## INSTRUCTIONS TO FOLLOW:
Lines in the entries below where the word "engine" shows up should each be copied.
******
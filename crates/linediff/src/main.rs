use anyhow::{bail, Context, Result};
use clap::Parser;
use linediff_core::{DiffSettings, FileDiff, Preferences};
use std::io::{self, IsTerminal, Read, Write};
use std::path::Path;
use std::process::ExitCode;
use tracing::{debug, info, warn};

mod app;
mod cli;
mod config;
mod logging;
mod prefs;
mod render;
mod tui;
mod views;

use app::App;
use cli::Cli;
use config::{ColorMode, Config};
use prefs::FileStore;
use render::PrintOptions;

const FALLBACK_WIDTH: usize = 120;

fn main() -> ExitCode {
    let cli = Cli::parse();
    logging::init(cli.verbose, cli.tui);

    match run(&cli) {
        Ok(code) => code,
        Err(err) => {
            eprintln!("linediff: {:#}", err);
            ExitCode::from(2)
        }
    }
}

fn run(cli: &Cli) -> Result<ExitCode> {
    let config = Config::load(cli.config.as_deref())?;

    let mut prefs = if cli.no_prefs { None } else { open_prefs()? };
    let mut settings = config.diff.settings();
    if let Some(prefs) = &prefs {
        settings = prefs
            .apply(settings)
            .context("invalid stored preferences")?;
    }
    let settings = cli.apply(settings);
    debug!(?settings, "effective settings");

    let (settings, code) = if cli.tui {
        run_interactive(cli, &config, settings)?
    } else {
        run_once(cli, &config, settings)?
    };

    if cli.remember {
        match prefs.as_mut() {
            Some(prefs) => {
                prefs.save(settings).context("failed to save preferences")?;
                info!("saved preferences");
            }
            None => warn!("preferences are disabled, --remember has no effect"),
        }
    }

    Ok(code)
}

fn open_prefs() -> Result<Option<Preferences<FileStore>>> {
    let Some(path) = FileStore::default_path() else {
        debug!("no data directory, preferences disabled");
        return Ok(None);
    };
    let store = FileStore::open(&path)
        .with_context(|| format!("failed to open preferences {}", path.display()))?;
    debug!(path = %store.path().display(), "using preference store");
    Ok(Some(Preferences::new(store)))
}

struct Input {
    path: Option<String>,
    text: String,
}

fn read_input(arg: &str) -> Result<Input> {
    if arg == "-" {
        let mut text = String::new();
        io::stdin()
            .read_to_string(&mut text)
            .context("failed to read stdin")?;
        return Ok(Input { path: None, text });
    }
    let text =
        std::fs::read_to_string(arg).with_context(|| format!("failed to read {}", arg))?;
    Ok(Input {
        path: Some(arg.to_string()),
        text,
    })
}

fn check_stdin_use(left: Option<&str>, right: Option<&str>) -> Result<()> {
    if left == Some("-") && right == Some("-") {
        bail!("only one input can be read from stdin");
    }
    Ok(())
}

/// Diff two inputs and print the result
fn run_once(
    cli: &Cli,
    config: &Config,
    settings: DiffSettings,
) -> Result<(DiffSettings, ExitCode)> {
    let (Some(left), Some(right)) = (cli.left.as_deref(), cli.right.as_deref()) else {
        bail!("two inputs are required (use --tui to start from empty editors)");
    };
    check_stdin_use(Some(left), Some(right))?;

    let engine = settings.engine();
    let diff = if left != "-" && right != "-" {
        engine.diff_files(Path::new(left), Path::new(right))?
    } else {
        let left = read_input(left)?;
        let right = read_input(right)?;
        FileDiff {
            left_path: left.path,
            right_path: right.path,
            result: engine.diff_strings(&left.text, &right.text),
        }
    };

    let color = match cli.color.unwrap_or(config.display.color) {
        ColorMode::Always => true,
        ColorMode::Never => false,
        ColorMode::Auto => io::stdout().is_terminal(),
    };
    let width = cli
        .width
        .or(config.display.width)
        .or_else(|| {
            crossterm::terminal::size()
                .ok()
                .map(|(cols, _)| cols as usize)
        })
        .unwrap_or(FALLBACK_WIDTH);
    let opts = PrintOptions {
        format: cli.format.unwrap_or(config.display.format),
        color,
        width,
        line_numbers: config.display.line_numbers && !cli.no_line_numbers,
        tab_width: config.display.tab_width,
    };

    let mut out = io::stdout().lock();
    let printed = render::print(
        &mut out,
        &diff,
        settings.options,
        settings.algorithm,
        &opts,
    )
    .and_then(|()| out.flush());
    match printed {
        Err(err) if err.kind() == io::ErrorKind::BrokenPipe => {
            debug!("stdout closed early");
        }
        other => other.context("failed to write output")?,
    }

    let code = ExitCode::from(exit_status(diff.result.has_changes()));
    Ok((settings, code))
}

/// Open the editors, returning the settings the session ended with
fn run_interactive(
    cli: &Cli,
    config: &Config,
    settings: DiffSettings,
) -> Result<(DiffSettings, ExitCode)> {
    check_stdin_use(cli.left.as_deref(), cli.right.as_deref())?;
    let load = |arg: Option<&str>| -> Result<String> {
        let input = arg.map(read_input).transpose()?;
        Ok(input.map(|input| input.text).unwrap_or_default())
    };
    let left = load(cli.left.as_deref())?;
    let right = load(cli.right.as_deref())?;

    let mut app = App::new(&left, &right, settings, config.theme.resolve()?);
    app.line_numbers = config.display.line_numbers && !cli.no_line_numbers;
    app.tab_width = config.display.tab_width;

    let app = tui::run(app)?;
    let code = ExitCode::from(exit_status(app.diff.has_changes()));
    Ok((app.settings, code))
}

/// diff(1) convention: 0 when the inputs match, 1 when they differ
fn exit_status(has_changes: bool) -> u8 {
    u8::from(has_changes)
}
******
## TASK ANSWER:
    let engine = settings.engine();
        engine.diff_files(Path::new(left), Path::new(right))?
            result: engine.diff_strings(&left.text, &right.text),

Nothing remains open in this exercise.